The Cochran Foundation - Tobias Koch plays works by Julian Cochran - Warsaw, Poland 12 December 2022

From the Lt. Julian Chochran, Klara Gronet, Danae Eleni, Tobias Koch

This musical performance and conversation with the composer Julian Cochran has stirred many memories in my recntly established world of Nostalgiaville. I moved into classical music in quite the reverse gear - from the jazz world of Oscar Peterson, to the contemporary classical music of say Olivier Messiaen, Stockhausen and Boulez back further in time through Chopin and Bach to the great operas of Monteverdi, finally to Josquin des Pres, Palestrina and Gregorian Chant. 

The first image that springs into the viewfinder of my mind was my experiences during the avant-garde year of revolution 1968. During those years I was in Paris writing my own experimental 'indeterminate' avant garde texts influenced by the style of the Nouveau Roman literary movement (Marguerite Duras, Nathalie Sarraute, Alain Robbe-Grillet). I was deeply interested in the contemporary classical music of Messiaen, Nono, Berio, Dallapiccola, Penderecki, Pousseur, Stockhausen, Boulez, Kagel and Xenakis. I now tend to agree with Penderecki that the avant-garde movement in the arts oftentimes led these deeply imaginative artists into a creative cul-de-sac.

In 1968 I also attended as an observer many of the classes and premieres given by the German electronic composer Karlheinz Stockhausen at the Rheinische Musikschule in Cologne (Courses for New Music) together with the Australian composer David Anthony Ahern (1947–88) who was born in Sydney. He studied composition first with Nigel Butterley, then with Richard Meale. His first performed work was entitled After Mallarmé (Universal Edition 1966) for orchestra, but of the greatest notoriety was the piece entitled Ned Kelly Music (1967) for orchestra. The success of this piece elevated Ahern’s importance within the Australian avant garde. He later studied with Cornelius Cardew in London and later formed the AZ Music Ensemble at the Sydney Conservatorium of Music. His early death was a tragedy for exploratory and experimental music in Australia.

I continued with my own literary work but heavily influenced by the structure and scope of contemporary classical music, the Nouvelle Vague cinema, Nouveau Roman literature and French Symbolist poetry. Now at a rather more advanced age I was invited to hear contemporary compositions by another Australian composer.

Julian Cochran

The music we were to hear tonight was composed by the great Australian composerJulian Cochran (b. 1974). He was formally trained as a pure mathematician; however, at the age of fourteen, received a scholarship to Adelaide's Elder Conservatorium for advanced piano studies. Following this Cochran taught himself to play many instruments, some of them virtuosically, and this foundation of folk-music and melodic invention remained central to Cochran's compositional approach. Cochran's music is today performed all over the world, from Carnegie Hall to Amsterdam's Concertgebouw and St. Petersburg's Philharmonic Hall, and continues to inspire an increasing number of pianists. The public's affection with Cochran is drawn from the remarkable inner logic interlaced throughout the music, an often present dance-like characteristic, and together its mysteriousness and refined opulence. 

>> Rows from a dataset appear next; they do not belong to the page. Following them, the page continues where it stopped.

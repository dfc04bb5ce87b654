//! In-memory tag tree.
//!
//! A [`Value`] is the payload of one node. Nodes that live inside a
//! [`Compound`] are wrapped in a [`Tag`] which adds the name; [`List`] items
//! are bare values, so a list item cannot carry a name by construction.
//! Containers own their children outright, and `Clone` copies the whole
//! subtree.

use std::fmt;

use crate::error::{Error, Result};
use crate::nbt::float::{almost_equal_f32, almost_equal_f64};
use crate::nbt::{NbtString, TagType};

#[derive(Debug, Clone)]
pub enum Value {
    /// Compound terminator. Only ever seen transiently while decoding.
    End,
    Byte(i8),
    Short(i16),
    Int(i32),
    Long(i64),
    Float(f32),
    Double(f64),
    ByteArray(Vec<i8>),
    String(NbtString),
    List(List),
    Compound(Compound),
    IntArray(Vec<i32>),
    LongArray(Vec<i64>),
}

macro_rules! scalar_accessor {
    ($name:ident, $variant:ident, $ty:ty) => {
        pub fn $name(&self) -> Option<$ty> {
            match self {
                Value::$variant(v) => Some(*v),
                _ => None,
            }
        }
    };
}

macro_rules! ref_accessor {
    ($name:ident, $name_mut:ident, $variant:ident, $ty:ty, $ty_mut:ty) => {
        pub fn $name(&self) -> Option<$ty> {
            match self {
                Value::$variant(v) => Some(v),
                _ => None,
            }
        }

        pub fn $name_mut(&mut self) -> Option<$ty_mut> {
            match self {
                Value::$variant(v) => Some(v),
                _ => None,
            }
        }
    };
}

impl Value {
    pub fn tag_type(&self) -> TagType {
        match self {
            Value::End => TagType::End,
            Value::Byte(_) => TagType::Byte,
            Value::Short(_) => TagType::Short,
            Value::Int(_) => TagType::Int,
            Value::Long(_) => TagType::Long,
            Value::Float(_) => TagType::Float,
            Value::Double(_) => TagType::Double,
            Value::ByteArray(_) => TagType::ByteArray,
            Value::String(_) => TagType::String,
            Value::List(_) => TagType::List,
            Value::Compound(_) => TagType::Compound,
            Value::IntArray(_) => TagType::IntArray,
            Value::LongArray(_) => TagType::LongArray,
        }
    }

    scalar_accessor!(as_byte, Byte, i8);
    scalar_accessor!(as_short, Short, i16);
    scalar_accessor!(as_int, Int, i32);
    scalar_accessor!(as_long, Long, i64);
    scalar_accessor!(as_float, Float, f32);
    scalar_accessor!(as_double, Double, f64);

    ref_accessor!(as_string, as_string_mut, String, &NbtString, &mut NbtString);
    ref_accessor!(as_byte_array, as_byte_array_mut, ByteArray, &Vec<i8>, &mut Vec<i8>);
    ref_accessor!(as_int_array, as_int_array_mut, IntArray, &Vec<i32>, &mut Vec<i32>);
    ref_accessor!(as_long_array, as_long_array_mut, LongArray, &Vec<i64>, &mut Vec<i64>);
    ref_accessor!(as_list, as_list_mut, List, &List, &mut List);
    ref_accessor!(as_compound, as_compound_mut, Compound, &Compound, &mut Compound);
}

impl PartialEq for Value {
    fn eq(&self, other: &Self) -> bool {
        match (self, other) {
            (Value::End, Value::End) => true,
            (Value::Byte(a), Value::Byte(b)) => a == b,
            (Value::Short(a), Value::Short(b)) => a == b,
            (Value::Int(a), Value::Int(b)) => a == b,
            (Value::Long(a), Value::Long(b)) => a == b,
            (Value::Float(a), Value::Float(b)) => almost_equal_f32(*a, *b),
            (Value::Double(a), Value::Double(b)) => almost_equal_f64(*a, *b),
            (Value::ByteArray(a), Value::ByteArray(b)) => a == b,
            (Value::String(a), Value::String(b)) => a == b,
            (Value::List(a), Value::List(b)) => a == b,
            (Value::Compound(a), Value::Compound(b)) => a == b,
            (Value::IntArray(a), Value::IntArray(b)) => a == b,
            (Value::LongArray(a), Value::LongArray(b)) => a == b,
            _ => false,
        }
    }
}

impl From<i8> for Value {
    fn from(v: i8) -> Self {
        Value::Byte(v)
    }
}

impl From<i16> for Value {
    fn from(v: i16) -> Self {
        Value::Short(v)
    }
}

impl From<i32> for Value {
    fn from(v: i32) -> Self {
        Value::Int(v)
    }
}

impl From<i64> for Value {
    fn from(v: i64) -> Self {
        Value::Long(v)
    }
}

impl From<f32> for Value {
    fn from(v: f32) -> Self {
        Value::Float(v)
    }
}

impl From<f64> for Value {
    fn from(v: f64) -> Self {
        Value::Double(v)
    }
}

impl From<&str> for Value {
    fn from(v: &str) -> Self {
        Value::String(v.into())
    }
}

impl From<NbtString> for Value {
    fn from(v: NbtString) -> Self {
        Value::String(v)
    }
}

impl From<Vec<i8>> for Value {
    fn from(v: Vec<i8>) -> Self {
        Value::ByteArray(v)
    }
}

impl From<Vec<i32>> for Value {
    fn from(v: Vec<i32>) -> Self {
        Value::IntArray(v)
    }
}

impl From<Vec<i64>> for Value {
    fn from(v: Vec<i64>) -> Self {
        Value::LongArray(v)
    }
}

impl From<List> for Value {
    fn from(v: List) -> Self {
        Value::List(v)
    }
}

impl From<Compound> for Value {
    fn from(v: Compound) -> Self {
        Value::Compound(v)
    }
}

/// A named value: the unit stored in a compound and at the document root.
#[derive(Debug, Clone, PartialEq)]
pub struct Tag {
    name: NbtString,
    value: Value,
}

impl Tag {
    pub fn new(name: impl Into<NbtString>, value: impl Into<Value>) -> Self {
        Self {
            name: name.into(),
            value: value.into(),
        }
    }

    pub fn end() -> Self {
        Self {
            name: NbtString::new(),
            value: Value::End,
        }
    }

    pub fn name(&self) -> &NbtString {
        &self.name
    }

    pub fn set_name(&mut self, name: impl Into<NbtString>) {
        self.name = name.into();
    }

    pub fn tag_type(&self) -> TagType {
        self.value.tag_type()
    }

    pub fn value(&self) -> &Value {
        &self.value
    }

    pub fn value_mut(&mut self) -> &mut Value {
        &mut self.value
    }

    pub fn into_value(self) -> Value {
        self.value
    }

    pub fn into_parts(self) -> (NbtString, Value) {
        (self.name, self.value)
    }

    pub fn as_compound(&self) -> Option<&Compound> {
        self.value.as_compound()
    }

    pub fn as_compound_mut(&mut self) -> Option<&mut Compound> {
        self.value.as_compound_mut()
    }

    pub fn as_list(&self) -> Option<&List> {
        self.value.as_list()
    }
}

impl fmt::Display for Tag {
    fn fmt(&self, f: &mut fmt::Formatter<'_>) -> fmt::Result {
        f.write_str(&crate::nbt::io::print_tag(self, 2, false))
    }
}

/// Homogeneous sequence of unnamed values.
///
/// The element type is fixed by the first push into an empty list; later
/// pushes of another type are refused. An empty list reports `TagType::End`.
#[derive(Debug, Clone)]
pub struct List {
    list_type: TagType,
    items: Vec<Value>,
}

impl Default for List {
    fn default() -> Self {
        Self::new()
    }
}

impl List {
    pub fn new() -> Self {
        Self {
            list_type: TagType::End,
            items: Vec::new(),
        }
    }

    /// Builds a list from values. Fails if any value's type differs from
    /// the first one's.
    pub fn from_values<I>(values: I) -> Result<Self>
    where
        I: IntoIterator,
        I::Item: Into<Value>,
    {
        let mut list = Self::new();
        for value in values {
            let value = value.into();
            let found = value.tag_type();
            if !list.push(value) {
                return Err(Error::ListTypeMismatch {
                    expected: list.list_type(),
                    found,
                });
            }
        }
        Ok(list)
    }

    pub(crate) fn with_type(list_type: TagType, capacity: usize) -> Self {
        Self {
            list_type,
            items: Vec::with_capacity(capacity),
        }
    }

    /// Items pushed here must already match `list_type`; used by the decoder.
    pub(crate) fn push_unchecked(&mut self, value: Value) {
        debug_assert_eq!(value.tag_type(), self.list_type);
        self.items.push(value);
    }

    pub fn list_type(&self) -> TagType {
        if self.items.is_empty() {
            TagType::End
        } else {
            self.list_type
        }
    }

    /// Raw element type as it would be written, which may be non-End for an
    /// empty list decoded from disk.
    pub(crate) fn declared_type(&self) -> TagType {
        self.list_type
    }

    /// Appends `value` if it matches the list's element type.
    ///
    /// Returns `false` and leaves the list untouched on a type mismatch or
    /// for an `End` value.
    pub fn push(&mut self, value: impl Into<Value>) -> bool {
        let value = value.into();
        let ty = value.tag_type();
        if ty == TagType::End {
            return false;
        }
        if self.items.is_empty() {
            self.list_type = ty;
        }
        if ty != self.list_type {
            return false;
        }
        self.items.push(value);
        true
    }

    pub fn len(&self) -> usize {
        self.items.len()
    }

    pub fn is_empty(&self) -> bool {
        self.items.is_empty()
    }

    pub fn get(&self, index: usize) -> Option<&Value> {
        self.items.get(index)
    }

    /// Mutable access to one item. Replacing it with a value of another
    /// type makes the list fail to encode.
    pub fn get_mut(&mut self, index: usize) -> Option<&mut Value> {
        self.items.get_mut(index)
    }

    pub fn iter(&self) -> std::slice::Iter<'_, Value> {
        self.items.iter()
    }

    /// Items must keep the list's element type; see [`List::get_mut`].
    pub fn iter_mut(&mut self) -> std::slice::IterMut<'_, Value> {
        self.items.iter_mut()
    }

    /// Removes and returns the item at `index`.
    pub fn take_at(&mut self, index: usize) -> Result<Value> {
        if index >= self.items.len() {
            return Err(Error::IndexOutOfRange {
                index,
                len: self.items.len(),
            });
        }
        Ok(self.items.remove(index))
    }

    pub fn erase_at(&mut self, index: usize) -> Result<()> {
        self.take_at(index).map(|_| ())
    }

    pub fn clear(&mut self) {
        self.items.clear();
        self.list_type = TagType::End;
    }
}

impl PartialEq for List {
    fn eq(&self, other: &Self) -> bool {
        self.list_type() == other.list_type() && self.items == other.items
    }
}

impl<'a> IntoIterator for &'a List {
    type Item = &'a Value;
    type IntoIter = std::slice::Iter<'a, Value>;

    fn into_iter(self) -> Self::IntoIter {
        self.items.iter()
    }
}

impl IntoIterator for List {
    type Item = Value;
    type IntoIter = std::vec::IntoIter<Value>;

    fn into_iter(self) -> Self::IntoIter {
        self.items.into_iter()
    }
}

/// Ordered sequence of named tags.
///
/// Names are not required to be unique. Lookups by name return the first
/// match in insertion order.
#[derive(Debug, Clone, Default, PartialEq)]
pub struct Compound {
    children: Vec<Tag>,
}

impl Compound {
    pub fn new() -> Self {
        Self::default()
    }

    /// Appends a child. `End` tags are refused.
    pub fn push(&mut self, tag: Tag) -> bool {
        if tag.tag_type() == TagType::End {
            return false;
        }
        self.children.push(tag);
        true
    }

    pub(crate) fn push_unchecked(&mut self, tag: Tag) {
        debug_assert_ne!(tag.tag_type(), TagType::End);
        self.children.push(tag);
    }

    /// Builder-style push of a named value. An `End` value is dropped.
    pub fn with(mut self, name: impl Into<NbtString>, value: impl Into<Value>) -> Self {
        self.push(Tag::new(name, value));
        self
    }

    pub fn len(&self) -> usize {
        self.children.len()
    }

    pub fn is_empty(&self) -> bool {
        self.children.is_empty()
    }

    pub fn has_child(&self, name: &str) -> bool {
        self.position(name).is_some()
    }

    pub fn child(&self, name: &str) -> Option<&Tag> {
        self.children.iter().find(|tag| tag.name() == name)
    }

    pub fn child_mut(&mut self, name: &str) -> Option<&mut Tag> {
        self.children.iter_mut().find(|tag| tag.name() == name)
    }

    /// Value of the first child called `name`.
    pub fn get(&self, name: &str) -> Option<&Value> {
        self.child(name).map(Tag::value)
    }

    pub fn get_mut(&mut self, name: &str) -> Option<&mut Value> {
        self.child_mut(name).map(Tag::value_mut)
    }

    pub fn position(&self, name: &str) -> Option<usize> {
        self.children.iter().position(|tag| tag.name() == name)
    }

    pub fn at(&self, index: usize) -> Option<&Tag> {
        self.children.get(index)
    }

    pub fn iter(&self) -> std::slice::Iter<'_, Tag> {
        self.children.iter()
    }

    pub fn iter_mut(&mut self) -> std::slice::IterMut<'_, Tag> {
        self.children.iter_mut()
    }

    pub fn take_at(&mut self, index: usize) -> Result<Tag> {
        if index >= self.children.len() {
            return Err(Error::IndexOutOfRange {
                index,
                len: self.children.len(),
            });
        }
        Ok(self.children.remove(index))
    }

    pub fn erase_at(&mut self, index: usize) -> Result<()> {
        self.take_at(index).map(|_| ())
    }

    /// Removes and returns the first child called `name`.
    pub fn take(&mut self, name: &str) -> Option<Tag> {
        let index = self.position(name)?;
        Some(self.children.remove(index))
    }

    pub fn erase(&mut self, name: &str) -> bool {
        self.take(name).is_some()
    }

    pub fn clear(&mut self) {
        self.children.clear();
    }
}

impl<'a> IntoIterator for &'a Compound {
    type Item = &'a Tag;
    type IntoIter = std::slice::Iter<'a, Tag>;

    fn into_iter(self) -> Self::IntoIter {
        self.children.iter()
    }
}

impl IntoIterator for Compound {
    type Item = Tag;
    type IntoIter = std::vec::IntoIter<Tag>;

    fn into_iter(self) -> Self::IntoIter {
        self.children.into_iter()
    }
}

/// `End` tags in the input are dropped.
impl FromIterator<Tag> for Compound {
    fn from_iter<I: IntoIterator<Item = Tag>>(iter: I) -> Self {
        let mut compound = Compound::new();
        for tag in iter {
            compound.push(tag);
        }
        compound
    }
}
use crate::error::{Error, Result};
use crate::nbt::{self, Compound, NbtString, Tag, TagType};

/// One region slot: an optional compound root.
#[derive(Debug, Clone, Default, PartialEq)]
pub struct Chunk {
    root: Option<Tag>,
}

impl Chunk {
    pub fn new() -> Self {
        Self::default()
    }

    /// Wraps `root`; it must be a compound.
    pub fn with_root(root: Tag) -> Result<Self> {
        let mut chunk = Self::new();
        chunk.set_root_tag(root)?;
        Ok(chunk)
    }

    pub fn is_empty(&self) -> bool {
        self.root.is_none()
    }

    pub fn clear(&mut self) {
        self.root = None;
    }

    pub fn root_tag(&self) -> Option<&Tag> {
        self.root.as_ref()
    }

    pub fn root_compound(&self) -> Option<&Compound> {
        self.root.as_ref().and_then(Tag::as_compound)
    }

    pub fn root_compound_mut(&mut self) -> Option<&mut Compound> {
        self.root.as_mut().and_then(Tag::as_compound_mut)
    }

    /// Renames the root; returns `false` for an empty chunk.
    pub fn set_root_name(&mut self, name: impl Into<NbtString>) -> bool {
        match self.root.as_mut() {
            Some(root) => {
                root.set_name(name);
                true
            }
            None => false,
        }
    }

    /// Replaces the root. Non-compound roots are refused and the chunk is
    /// left unchanged.
    pub fn set_root_tag(&mut self, root: Tag) -> Result<()> {
        if root.tag_type() != TagType::Compound {
            return Err(Error::RootType(root.tag_type()));
        }
        self.root = Some(root);
        Ok(())
    }

    pub fn take_root_tag(&mut self) -> Option<Tag> {
        self.root.take()
    }

    /// Encodes the root document, or `None` for an empty chunk.
    pub(crate) fn encode_root(&self) -> Result<Option<Vec<u8>>> {
        let Some(root) = self.root.as_ref() else {
            return Ok(None);
        };
        if root.tag_type() != TagType::Compound {
            return Err(Error::RootType(root.tag_type()));
        }
        nbt::encode(root).map(Some)
    }
}
//! Reading and writing NBT documents and Anvil region files.
//!
//! [`nbt`] holds the tag tree and its big-endian wire codec; [`region`]
//! maps the 32x32 chunk grid of an `r.<x>.<z>.mca` file onto those trees.

pub mod compression;
pub mod config;
pub mod error;
pub mod nbt;
pub mod region;

pub use compression::CompressionType;
pub use config::RegionOptions;
pub use error::{Error, Result};
pub use nbt::{Compound, List, NbtString, Tag, TagType, Value};
pub use region::{Chunk, ChunkCoord, LocationTable, Region};
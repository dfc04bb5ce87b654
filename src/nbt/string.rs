use std::borrow::Cow;
use std::fmt;

/// Tag names and String payloads.
///
/// Bytes are kept exactly as read; no encoding validation happens on decode,
/// so documents written by other tools round-trip even when they are not
/// valid UTF-8.
#[derive(Clone, Default, PartialEq, Eq, Hash, PartialOrd, Ord)]
pub struct NbtString(Vec<u8>);

impl NbtString {
    pub fn new() -> Self {
        Self(Vec::new())
    }

    pub fn from_bytes(bytes: impl Into<Vec<u8>>) -> Self {
        Self(bytes.into())
    }

    pub fn as_bytes(&self) -> &[u8] {
        &self.0
    }

    pub fn into_bytes(self) -> Vec<u8> {
        self.0
    }

    pub fn len(&self) -> usize {
        self.0.len()
    }

    pub fn is_empty(&self) -> bool {
        self.0.is_empty()
    }

    pub fn to_str(&self) -> Option<&str> {
        std::str::from_utf8(&self.0).ok()
    }

    pub fn to_string_lossy(&self) -> Cow<'_, str> {
        String::from_utf8_lossy(&self.0)
    }
}

impl From<&str> for NbtString {
    fn from(value: &str) -> Self {
        Self(value.as_bytes().to_vec())
    }
}

impl From<String> for NbtString {
    fn from(value: String) -> Self {
        Self(value.into_bytes())
    }
}

impl From<&String> for NbtString {
    fn from(value: &String) -> Self {
        Self(value.as_bytes().to_vec())
    }
}

impl PartialEq<str> for NbtString {
    fn eq(&self, other: &str) -> bool {
        self.0 == other.as_bytes()
    }
}

impl PartialEq<&str> for NbtString {
    fn eq(&self, other: &&str) -> bool {
        self.0 == other.as_bytes()
    }
}

impl fmt::Display for NbtString {
    fn fmt(&self, f: &mut fmt::Formatter<'_>) -> fmt::Result {
        f.write_str(&self.to_string_lossy())
    }
}

impl fmt::Debug for NbtString {
    fn fmt(&self, f: &mut fmt::Formatter<'_>) -> fmt::Result {
        fmt::Debug::fmt(&*self.to_string_lossy(), f)
    }
}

The mission of the Julian Cochran Foundation is to popularize the achievements of this great composer and to make knowledge about his life and work available to the public at large.

There is an interesting interview with Julian Cochran by Aidan Frazier here:

The concert was mounted by the Julian Cochran Foundation and held at Mindspace in Warsaw. This is a rather intimate and warmly atmospheric concert space, amply supplied with comfortable lounge seating, delicious Italian coffee and excellent wine. I cannot think of a more relaxed and gracious environment for new classical works to be performed without intellectual pretension.

I was familiar with a little of Julian Cochran's music from a concert given by the prize winner of the International Julian Cochran Piano Competition run by the Cochran Foundation. 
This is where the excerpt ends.